En wat zie je webdevelopers (of de hulpmiddelen die ze gebruiken) massaal doen? Hyperlinks maken die JavaScript nodig hebben om naar een andere pagina te gaan, terwijl dat gewoon een basismogelijkheid van HTML is. Formulieren maken die alleen via JavaScript gesubmit kunnen worden, terwijl dat gewoon een basismogelijkheid van HTML is (en validaties moet je sowieso op de server herhalen). Menu's helemaal vanuit JavaScript opbouwen, terwijl je ook die gewoon in HTML kan coderen en met CSS en JavaScript+DOM kan opfraaien. Redirects vanuit JavaScript doen terwijl dat via een HTTP-response of een meta-tag geregeld kan worden. Een toenemend aantal websites is zelfs zo stom om de "U heeft JavaScript nodig bij ons"-foutpagina zo op te roepen dat de pagina waar je op zat uit de browserhistorie verdwijnt, waardoor je na activeren van JavaScript niet makkelijk de gevraagde pagina terug kan halen. Gebruik van Ajax doet er natuurlijk ook een schepje bovenop, terwijl dat vaak wordt toegepast op manieren die vooral de cool-factor verhogen maar feitelijk geen functionaliteit (in inhoudelijke zin) toevoegen.

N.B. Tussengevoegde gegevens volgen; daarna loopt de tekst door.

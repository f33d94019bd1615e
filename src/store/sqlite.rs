//! SQLite-backed document store.
//!
//! Durable [`DocumentStore`] implementation over a single `documents` table:
//!
//! ```text
//! documents(collection TEXT, id TEXT, body TEXT (JSON), updated_at TEXT,
//!           PRIMARY KEY (collection, id))
//! ```
//!
//! Filtering happens in-process after fetching a collection (the store is
//! a document contract, not a query engine) and `compare_and_set` runs
//! inside an immediate transaction so concurrent deployers/allocators
//! serialize on the row.

use std::str::FromStr;
use std::sync::Arc;

use async_trait::async_trait;
use serde_json::Value;
use sqlx::sqlite::{SqliteConnectOptions, SqlitePoolOptions};
use sqlx::{Row, SqlitePool};
use tracing::instrument;

use super::{DocumentStore, Filter, Result, StoreError, partial_matches};

impl From<sqlx::Error> for StoreError {
    fn from(err: sqlx::Error) -> Self {
        StoreError::Backend {
            message: err.to_string(),
        }
    }
}

/// Durable [`DocumentStore`] over a SQLite database.
pub struct SqliteDocumentStore {
    pool: Arc<SqlitePool>,
}

impl std::fmt::Debug for SqliteDocumentStore {
    fn fmt(&self, f: &mut std::fmt::Formatter<'_>) -> std::fmt::Result {
        f.debug_struct("SqliteDocumentStore").finish()
    }
}

impl SqliteDocumentStore {
    /// Connect (or create) a SQLite database at `database_url` and ensure
    /// the schema exists. Example URL: `sqlite://nexus.db`.
    #[instrument(skip(database_url))]
    pub async fn connect(database_url: &str) -> Result<Self> {
        let options = SqliteConnectOptions::from_str(database_url)
            .map_err(sqlx::Error::from)?
            .create_if_missing(true);
        let pool = SqlitePoolOptions::new()
            .max_connections(5)
            .connect_with(options)
            .await?;

        sqlx::query(
            r#"
            CREATE TABLE IF NOT EXISTS documents (
                collection TEXT NOT NULL,
                id         TEXT NOT NULL,
                body       TEXT NOT NULL,
                updated_at TEXT NOT NULL DEFAULT (datetime('now')),
                PRIMARY KEY (collection, id)
            )
            "#,
        )
        .execute(&pool)
        .await?;

        Ok(Self {
            pool: Arc::new(pool),
        })
    }

    fn parse_body(collection: &str, id: &str, body: &str) -> Result<Value> {
        serde_json::from_str(body).map_err(|e| StoreError::Backend {
            message: format!("corrupt document {collection}/{id}: {e}"),
        })
    }
}

#[async_trait]
impl DocumentStore for SqliteDocumentStore {
    async fn get(&self, collection: &str, id: &str) -> Result<Option<Value>> {
        let row = sqlx::query("SELECT body FROM documents WHERE collection = ? AND id = ?")
            .bind(collection)
            .bind(id)
            .fetch_optional(self.pool.as_ref())
            .await?;
        match row {
            Some(row) => {
                let body: String = row.get("body");
                Ok(Some(Self::parse_body(collection, id, &body)?))
            }
            None => Ok(None),
        }
    }

    async fn set(&self, collection: &str, id: &str, doc: Value) -> Result<()> {
        sqlx::query(
            r#"
            INSERT INTO documents (collection, id, body, updated_at)
            VALUES (?, ?, ?, datetime('now'))
            ON CONFLICT (collection, id)
            DO UPDATE SET body = excluded.body, updated_at = excluded.updated_at
            "#,
        )
        .bind(collection)
        .bind(id)
        .bind(doc.to_string())
        .execute(self.pool.as_ref())
        .await?;
        Ok(())
    }

    async fn update(&self, collection: &str, id: &str, patch: Value) -> Result<()> {
        let mut tx = self.pool.begin().await?;
        let row = sqlx::query("SELECT body FROM documents WHERE collection = ? AND id = ?")
            .bind(collection)
            .bind(id)
            .fetch_optional(&mut *tx)
            .await?;
        let Some(row) = row else {
            return Err(StoreError::NotFound {
                collection: collection.to_string(),
                id: id.to_string(),
            });
        };
        let body: String = row.get("body");
        let mut doc = Self::parse_body(collection, id, &body)?;
        match (doc.as_object_mut(), patch.as_object()) {
            (Some(target), Some(fields)) => {
                for (k, v) in fields {
                    target.insert(k.clone(), v.clone());
                }
            }
            _ => doc = patch,
        }
        sqlx::query(
            "UPDATE documents SET body = ?, updated_at = datetime('now') \
             WHERE collection = ? AND id = ?",
        )
        .bind(doc.to_string())
        .bind(collection)
        .bind(id)
        .execute(&mut *tx)
        .await?;
        tx.commit().await?;
        Ok(())
    }

    async fn query(&self, collection: &str, filters: &[Filter]) -> Result<Vec<(String, Value)>> {
        let rows =
            sqlx::query("SELECT id, body FROM documents WHERE collection = ? ORDER BY id ASC")
                .bind(collection)
                .fetch_all(self.pool.as_ref())
                .await?;
        let mut out = Vec::with_capacity(rows.len());
        for row in rows {
            let id: String = row.get("id");
            let body: String = row.get("body");
            let doc = Self::parse_body(collection, &id, &body)?;
            if filters.iter().all(|f| f.matches(&doc)) {
                out.push((id, doc));
            }
        }
        Ok(out)
    }

    async fn compare_and_set(
        &self,
        collection: &str,
        id: &str,
        expected: Option<&Value>,
        new: Value,
    ) -> Result<bool> {
        let mut tx = self.pool.begin().await?;
        let row = sqlx::query("SELECT body FROM documents WHERE collection = ? AND id = ?")
            .bind(collection)
            .bind(id)
            .fetch_optional(&mut *tx)
            .await?;

        let matched = match (expected, &row) {
            (None, None) => true,
            (None, Some(_)) | (Some(_), None) => false,
            (Some(exp), Some(row)) => {
                let body: String = row.get("body");
                let doc = Self::parse_body(collection, id, &body)?;
                partial_matches(exp, &doc)
            }
        };

        if matched {
            sqlx::query(
                r#"
                INSERT INTO documents (collection, id, body, updated_at)
                VALUES (?, ?, ?, datetime('now'))
                ON CONFLICT (collection, id)
                DO UPDATE SET body = excluded.body, updated_at = excluded.updated_at
                "#,
            )
            .bind(collection)
            .bind(id)
            .bind(new.to_string())
            .execute(&mut *tx)
            .await?;
            tx.commit().await?;
        } else {
            tx.rollback().await?;
        }
        Ok(matched)
    }
}

#[cfg(test)]
mod tests {
    use super::*;
    use serde_json::json;

    async fn temp_store() -> (tempfile::TempDir, SqliteDocumentStore) {
        let dir = tempfile::tempdir().unwrap();
        let url = format!("sqlite://{}/nexus-test.db", dir.path().display());
        let store = SqliteDocumentStore::connect(&url).await.unwrap();
        (dir, store)
    }

    #[tokio::test]
    async fn round_trip_and_update() {
        let (_dir, store) = temp_store().await;
        store
            .set("pipelines", "2026-01-22/state", json!({"status": "pending"}))
            .await
            .unwrap();
        store
            .update("pipelines", "2026-01-22/state", json!({"status": "running"}))
            .await
            .unwrap();
        let doc = store
            .get("pipelines", "2026-01-22/state")
            .await
            .unwrap()
            .unwrap();
        assert_eq!(doc["status"], "running");
    }

    #[tokio::test]
    async fn query_respects_filters_and_order() {
        let (_dir, store) = temp_store().await;
        for (id, used) in [("b2", false), ("b1", false), ("b3", true)] {
            store
                .set("buffer-videos", id, json!({"used": used}))
                .await
                .unwrap();
        }
        let rows = store
            .query("buffer-videos", &[Filter::eq("used", false)])
            .await
            .unwrap();
        let ids: Vec<_> = rows.iter().map(|(id, _)| id.as_str()).collect();
        assert_eq!(ids, vec!["b1", "b2"]);
    }

    #[tokio::test]
    async fn cas_serializes_contenders() {
        let (_dir, store) = temp_store().await;
        store
            .set("buffer-videos", "b1", json!({"used": false}))
            .await
            .unwrap();
        assert!(
            store
                .compare_and_set(
                    "buffer-videos",
                    "b1",
                    Some(&json!({"used": false})),
                    json!({"used": true}),
                )
                .await
                .unwrap()
        );
        assert!(
            !store
                .compare_and_set(
                    "buffer-videos",
                    "b1",
                    Some(&json!({"used": false})),
                    json!({"used": true}),
                )
                .await
                .unwrap()
        );
    }
}
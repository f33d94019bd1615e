//! Severity-tagged error model for the orchestrator.
//!
//! Every failure that crosses a stage boundary is a [`NexusError`]: a coded,
//! severity-tagged, serializable record with an optional cause ladder. The
//! [`Severity`] discriminator is the single knob the stage executor and
//! pipeline runner read when deciding how to recover:
//!
//! | Severity | Recovery policy |
//! |---|---|
//! | `Retryable` | Retry with backoff inside the current provider |
//! | `Fallback` | Abandon the provider, try the next in the cascade |
//! | `Degraded` | Accept the result, mark the stage degraded |
//! | `Recoverable` | Fail the stage, keep the pipeline alive |
//! | `Critical` | Abort the pipeline, deploy a buffer video |
//!
//! Errors that arrive untyped (panic payloads, collaborator errors that were
//! never classified) are wrapped as `Critical` with code
//! `NEXUS_UNKNOWN_ERROR`, preserving the original message as the cause.

use chrono::{DateTime, Utc};
use serde::{Deserialize, Serialize};
use std::sync::LazyLock;

// ── Severity ───────────────────────────────────────────────────────────

/// Recovery severity attached to every [`NexusError`].
///
/// Ordered from mildest to most severe so comparisons like
/// `severity >= Severity::Recoverable` read naturally.
#[derive(Debug, Clone, Copy, PartialEq, Eq, PartialOrd, Ord, Hash, Serialize, Deserialize)]
#[serde(rename_all = "SCREAMING_SNAKE_CASE")]
pub enum Severity {
    /// Transient upstream failure; retry with backoff.
    Retryable,
    /// Provider-specific failure; cascade to the next provider.
    Fallback,
    /// Result is usable but quality-impaired; record and continue.
    Degraded,
    /// Stage failed; skip it and keep the pipeline alive.
    Recoverable,
    /// Abort the pipeline and trigger the buffer fallback.
    Critical,
}

impl std::fmt::Display for Severity {
    fn fmt(&self, f: &mut std::fmt::Formatter<'_>) -> std::fmt::Result {
        match self {
            Self::Retryable => write!(f, "RETRYABLE"),
            Self::Fallback => write!(f, "FALLBACK"),
            Self::Degraded => write!(f, "DEGRADED"),
            Self::Recoverable => write!(f, "RECOVERABLE"),
            Self::Critical => write!(f, "CRITICAL"),
        }
    }
}

// ── Error codes ────────────────────────────────────────────────────────

/// Code carried by wrapped, previously-unclassified errors.
pub const CODE_UNKNOWN: &str = "NEXUS_UNKNOWN_ERROR";
/// Code raised when the retry engine exhausts its attempts.
pub const CODE_RETRY_EXHAUSTED: &str = "NEXUS_RETRY_EXHAUSTED";
/// Code raised when the fallback cascade runs out of providers.
pub const CODE_FALLBACK_EXHAUSTED: &str = "NEXUS_FALLBACK_EXHAUSTED";
/// Code raised when no deployable buffer video exists.
pub const CODE_BUFFER_EXHAUSTED: &str = "NEXUS_BUFFER_EXHAUSTED";
/// Code raised when deploying a buffer that was already consumed.
pub const CODE_BUFFER_ALREADY_USED: &str = "NEXUS_BUFFER_ALREADY_USED";

static CODE_PATTERN: LazyLock<regex::Regex> =
    LazyLock::new(|| regex::Regex::new(r"^NEXUS_[A-Z]+_[A-Z_]+$").expect("static pattern"));

/// Whether `code` matches the canonical `NEXUS_<DOMAIN>_<TYPE>` shape.
#[must_use]
pub fn is_valid_code(code: &str) -> bool {
    CODE_PATTERN.is_match(code)
}

// ── Cause ladder ───────────────────────────────────────────────────────

/// A serializable chain of underlying causes.
///
/// Mirrors the shape persisted in incident records: each rung has a message,
/// optional structured details, and an optional deeper cause.
#[derive(Debug, Clone, Serialize, Deserialize, PartialEq, Eq)]
pub struct ErrorCause {
    pub message: String,
    #[serde(skip_serializing_if = "Option::is_none")]
    pub cause: Option<Box<ErrorCause>>,
    #[serde(default)]
    pub details: serde_json::Value,
}

impl ErrorCause {
    pub fn msg<M: Into<String>>(m: M) -> Self {
        Self {
            message: m.into(),
            cause: None,
            details: serde_json::Value::Null,
        }
    }

    #[must_use]
    pub fn with_details(mut self, details: serde_json::Value) -> Self {
        self.details = details;
        self
    }

    #[must_use]
    pub fn with_cause(mut self, cause: ErrorCause) -> Self {
        self.cause = Some(Box::new(cause));
        self
    }

    /// Build a cause ladder by walking a `std::error::Error` source chain.
    pub fn from_error(err: &(dyn std::error::Error + 'static)) -> Self {
        let mut root = Self::msg(err.to_string());
        let mut slot = &mut root;
        let mut source = err.source();
        while let Some(src) = source {
            slot.cause = Some(Box::new(Self::msg(src.to_string())));
            slot = slot.cause.as_mut().expect("just set");
            source = src.source();
        }
        root
    }
}

impl std::fmt::Display for ErrorCause {
    fn fmt(&self, f: &mut std::fmt::Formatter<'_>) -> std::fmt::Result {
        write!(f, "{}", self.message)
    }
}

impl std::error::Error for ErrorCause {
    fn source(&self) -> Option<&(dyn std::error::Error + 'static)> {
        self.cause.as_ref().map(|c| c as &dyn std::error::Error)
    }
}

// ── NexusError ─────────────────────────────────────────────────────────

/// The coded, severity-tagged error that flows between stages.
///
/// Constructed with [`NexusError::new`] and enriched with the `with_*`
/// builders:
///
/// ```
/// use nexus_orchestrator::errors::{NexusError, Severity};
/// use serde_json::json;
///
/// let err = NexusError::new("NEXUS_TTS_TIMEOUT", Severity::Retryable, "synthesis timed out")
///     .with_stage("tts")
///     .with_context(json!({"voice": "chirp3-hd"}));
///
/// assert!(err.is_retryable());
/// assert_eq!(err.stage.as_deref(), Some("tts"));
/// ```
#[derive(Debug, Clone, Serialize, Deserialize, PartialEq, Eq)]
pub struct NexusError {
    /// `NEXUS_<DOMAIN>_<TYPE>` code.
    pub code: String,
    pub message: String,
    pub severity: Severity,
    /// Stage the error surfaced in; filled in at the stage boundary when
    /// absent.
    #[serde(skip_serializing_if = "Option::is_none")]
    pub stage: Option<String>,
    #[serde(default)]
    pub context: serde_json::Value,
    #[serde(skip_serializing_if = "Option::is_none")]
    pub cause: Option<Box<ErrorCause>>,
    #[serde(default = "Utc::now")]
    pub timestamp: DateTime<Utc>,
}

impl NexusError {
    /// Create an error with the given code, severity, and message.
    ///
    /// Debug-asserts that `code` matches `NEXUS_<DOMAIN>_<TYPE>`.
    pub fn new<C: Into<String>, M: Into<String>>(code: C, severity: Severity, message: M) -> Self {
        let code = code.into();
        debug_assert!(is_valid_code(&code), "malformed error code: {code}");
        Self {
            code,
            message: message.into(),
            severity,
            stage: None,
            context: serde_json::Value::Null,
            cause: None,
            timestamp: Utc::now(),
        }
    }

    /// Shorthand for a `Retryable` error.
    pub fn transient<C: Into<String>, M: Into<String>>(code: C, message: M) -> Self {
        Self::new(code, Severity::Retryable, message)
    }

    /// Shorthand for a `Fallback` error.
    pub fn fallback<C: Into<String>, M: Into<String>>(code: C, message: M) -> Self {
        Self::new(code, Severity::Fallback, message)
    }

    /// Shorthand for a `Recoverable` error.
    pub fn recoverable<C: Into<String>, M: Into<String>>(code: C, message: M) -> Self {
        Self::new(code, Severity::Recoverable, message)
    }

    /// Shorthand for a `Critical` error.
    pub fn critical<C: Into<String>, M: Into<String>>(code: C, message: M) -> Self {
        Self::new(code, Severity::Critical, message)
    }

    #[must_use]
    pub fn with_stage<S: Into<String>>(mut self, stage: S) -> Self {
        self.stage = Some(stage.into());
        self
    }

    #[must_use]
    pub fn with_context(mut self, context: serde_json::Value) -> Self {
        self.context = context;
        self
    }

    #[must_use]
    pub fn with_cause(mut self, cause: ErrorCause) -> Self {
        self.cause = Some(Box::new(cause));
        self
    }

    /// Derived: retry is only ever driven by `Retryable` severity.
    #[must_use]
    pub fn is_retryable(&self) -> bool {
        self.severity == Severity::Retryable
    }

    /// Fill in `stage` if the error crossed a stage boundary without one.
    ///
    /// Already-stamped errors are returned unchanged.
    #[must_use]
    pub fn at_stage(mut self, stage: &str) -> Self {
        if self.stage.is_none() {
            self.stage = Some(stage.to_string());
        }
        self
    }

    /// Wrap an arbitrary error as `Critical` / `NEXUS_UNKNOWN_ERROR`,
    /// preserving its message and source chain as the cause ladder.
    pub fn wrap_unclassified(err: &(dyn std::error::Error + 'static), stage: &str) -> Self {
        Self::new(CODE_UNKNOWN, Severity::Critical, err.to_string())
            .with_stage(stage)
            .with_cause(ErrorCause::from_error(err))
    }
}

impl std::fmt::Display for NexusError {
    fn fmt(&self, f: &mut std::fmt::Formatter<'_>) -> std::fmt::Result {
        match &self.stage {
            Some(stage) => write!(
                f,
                "[{}] {} ({}, stage {stage})",
                self.code, self.message, self.severity
            ),
            None => write!(f, "[{}] {} ({})", self.code, self.message, self.severity),
        }
    }
}

impl std::error::Error for NexusError {
    fn source(&self) -> Option<&(dyn std::error::Error + 'static)> {
        self.cause.as_ref().map(|c| c as &dyn std::error::Error)
    }
}

// ── Persisted error entries ────────────────────────────────────────────

/// The append-only entry recorded in `PipelineState.errors`.
#[derive(Debug, Clone, Serialize, Deserialize, PartialEq, Eq)]
pub struct ErrorEntry {
    pub code: String,
    pub message: String,
    #[serde(skip_serializing_if = "Option::is_none")]
    pub stage: Option<String>,
    pub timestamp: DateTime<Utc>,
    pub severity: Severity,
}

impl From<&NexusError> for ErrorEntry {
    fn from(err: &NexusError) -> Self {
        Self {
            code: err.code.clone(),
            message: err.message.clone(),
            stage: err.stage.clone(),
            timestamp: err.timestamp,
            severity: err.severity,
        }
    }
}

// ── Tests ──────────────────────────────────────────────────────────────
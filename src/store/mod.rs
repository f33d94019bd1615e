//! Document-store abstraction the core persists through.
//!
//! The orchestrator never owns a database; it speaks to a minimal
//! JSON-document contract ([`DocumentStore`]) and leaves the backend to the
//! embedding layer. Two implementations ship here:
//!
//! * [`MemoryDocumentStore`]: process-local, always available, the test
//!   backend.
//! * [`SqliteDocumentStore`]: durable, sqlx-backed, behind the `sqlite`
//!   feature (default-on).
//!
//! Collection/id strings are built exclusively by the pure functions in
//! [`paths`]; nothing else in the crate hand-rolls a document path.
//!
//! # Compare-and-set semantics
//!
//! [`DocumentStore::compare_and_set`] takes a *partial* expected document:
//! every top-level field present in `expected` must equal the stored value
//! for the swap to happen. This is how the buffer subsystem guards
//! deployment (`{"used": false}`) and how budget/quota writers enforce
//! their version tokens.

pub mod memory;
pub mod paths;
#[cfg(feature = "sqlite")]
pub mod sqlite;

pub use memory::MemoryDocumentStore;
#[cfg(feature = "sqlite")]
pub use sqlite::SqliteDocumentStore;

use async_trait::async_trait;
use miette::Diagnostic;
use serde::Serialize;
use serde::de::DeserializeOwned;
use serde_json::Value;
use thiserror::Error;

// ── Errors ─────────────────────────────────────────────────────────────

#[derive(Debug, Error, Diagnostic)]
pub enum StoreError {
    #[error("document not found: {collection}/{id}")]
    #[diagnostic(code(nexus::store::not_found))]
    NotFound { collection: String, id: String },

    #[error("serialization error: {0}")]
    #[diagnostic(code(nexus::store::serde))]
    Serde(#[from] serde_json::Error),

    #[error("store backend error: {message}")]
    #[diagnostic(
        code(nexus::store::backend),
        help("Check database connectivity and permissions.")
    )]
    Backend { message: String },
}

pub type Result<T> = std::result::Result<T, StoreError>;

// ── Query filters ──────────────────────────────────────────────────────

/// Comparison operator for a [`Filter`].
#[derive(Debug, Clone, Copy, PartialEq, Eq)]
pub enum FilterOp {
    Eq,
    Ne,
    Lt,
    Lte,
    Gt,
    Gte,
}

/// A single top-level-field predicate applied by [`DocumentStore::query`].
#[derive(Debug, Clone)]
pub struct Filter {
    pub field: String,
    pub op: FilterOp,
    pub value: Value,
}

impl Filter {
    pub fn eq(field: impl Into<String>, value: impl Into<Value>) -> Self {
        Self {
            field: field.into(),
            op: FilterOp::Eq,
            value: value.into(),
        }
    }

    pub fn ne(field: impl Into<String>, value: impl Into<Value>) -> Self {
        Self {
            field: field.into(),
            op: FilterOp::Ne,
            value: value.into(),
        }
    }

    /// Whether `doc` satisfies this predicate.
    ///
    /// Non-equality operators compare numbers numerically and strings
    /// lexicographically; mixed types never match.
    #[must_use]
    pub fn matches(&self, doc: &Value) -> bool {
        let Some(actual) = doc.get(&self.field) else {
            return false;
        };
        match self.op {
            FilterOp::Eq => actual == &self.value,
            FilterOp::Ne => actual != &self.value,
            FilterOp::Lt | FilterOp::Lte | FilterOp::Gt | FilterOp::Gte => {
                let ord = match (actual, &self.value) {
                    (Value::Number(a), Value::Number(b)) => {
                        match (a.as_f64(), b.as_f64()) {
                            (Some(a), Some(b)) => a.partial_cmp(&b),
                            _ => None,
                        }
                    }
                    (Value::String(a), Value::String(b)) => Some(a.as_str().cmp(b.as_str())),
                    _ => None,
                };
                let Some(ord) = ord else { return false };
                match self.op {
                    FilterOp::Lt => ord.is_lt(),
                    FilterOp::Lte => ord.is_le(),
                    FilterOp::Gt => ord.is_gt(),
                    FilterOp::Gte => ord.is_ge(),
                    _ => unreachable!(),
                }
            }
        }
    }
}

/// Whether every top-level field of `expected` matches `doc`.
#[must_use]
pub(crate) fn partial_matches(expected: &Value, doc: &Value) -> bool {
    match expected.as_object() {
        Some(fields) => fields.iter().all(|(k, v)| doc.get(k) == Some(v)),
        // A non-object expectation compares whole-document.
        None => expected == doc,
    }
}

// ── Contract ───────────────────────────────────────────────────────────

/// Minimal JSON document store the core depends on.
///
/// Implementations must be safe for concurrent use; the orchestrator's
/// discipline is single-writer-per-pipeline-id, but buffers, budgets and
/// incident ids are contended and rely on `compare_and_set`.
#[async_trait]
pub trait DocumentStore: Send + Sync {
    /// Fetch a document, `None` if absent.
    async fn get(&self, collection: &str, id: &str) -> Result<Option<Value>>;

    /// Create or replace a document.
    async fn set(&self, collection: &str, id: &str, doc: Value) -> Result<()>;

    /// Shallow-merge `patch`'s top-level fields into an existing document.
    ///
    /// # Errors
    ///
    /// `NotFound` if the document does not exist.
    async fn update(&self, collection: &str, id: &str, patch: Value) -> Result<()>;

    /// All documents in `collection` matching every filter, ordered by id.
    async fn query(&self, collection: &str, filters: &[Filter]) -> Result<Vec<(String, Value)>>;

    /// Atomically replace the document iff `expected`'s fields match.
    ///
    /// `expected = None` asserts the document is absent (create-if-missing).
    /// Returns `Ok(true)` when the swap happened, `Ok(false)` on mismatch.
    async fn compare_and_set(
        &self,
        collection: &str,
        id: &str,
        expected: Option<&Value>,
        new: Value,
    ) -> Result<bool>;
}

// ── Typed convenience layer ────────────────────────────────────────────

/// Serde-typed helpers over the raw JSON contract.
#[async_trait]
pub trait DocumentStoreExt: DocumentStore {
    /// Fetch and deserialize a document.
    async fn get_doc<T: DeserializeOwned + Send>(
        &self,
        collection: &str,
        id: &str,
    ) -> Result<Option<T>> {
        match self.get(collection, id).await? {
            Some(value) => Ok(Some(serde_json::from_value(value)?)),
            None => Ok(None),
        }
    }

    /// Serialize and store a document.
    async fn set_doc<T: Serialize + Sync>(
        &self,
        collection: &str,
        id: &str,
        doc: &T,
    ) -> Result<()> {
        self.set(collection, id, serde_json::to_value(doc)?).await
    }
}

#[async_trait]
impl<S: DocumentStore + ?Sized> DocumentStoreExt for S {}

// ── Tests ──────────────────────────────────────────────────────────────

Een goed ontwikkelde website zou niet onderuit gehaald mogen worden door NoScript. Helaas is het concept van graceful degradation voor veel webontwikkelaars een ver-van-mijn-bed-show, of domweg te abstract om begrepen te worden. Ik ben overigens niet tegen het toevoegen van elementen die van JavaScript afhankelijk zijn, maar heb wel kritiek op het ervan afhankelijk maken van dingen die prima zonder kunnen. En let wel, dit beperkt je niet als webontwikkelaar. Je kan alle fancy toeters en bellen toepassen die je maar wilt, en toch een website neerzetten die bruikbaar is als een bezoeker JavaScript uit heeft staan; het sluit elkaar niet uit.

Vanuit dit inzicht is mijn eerste gedachte nooit dat NoScript een website kapot maakt, maar dat de website slecht gebouwd is.

dat ze eerst eenszorgen dat de zooi werkt in de spullen die er nu zijn
en dat ze XPI boeren eens vragen om hun spullen up2date te brengen, veel leuke spullen werken alleen nog met FF 2.x
en niet met 3.x

Het mooiste is nog dat een goed geschreven website geen last van cross site scripting heeft. En in de praktijk zitten de meeste van dit soort bugs in sites die uit behoefte zijn ontstaan en vaak niet echt ontworpen of uit afgeraffelde (delen) van een project. Dus eigenlijk door een gebrek aan aandacht en zorgvuldigheid ontstaat een probleem en de oplossing om dit probleem te verhelpen is dat er expliciet zorgvuldig een lijst moet worden opgesteld van toegestane acties? Een dergelijke systeem is misschien aardig als hardening maatregel, maar het is naïef om het een oplossing te noemen.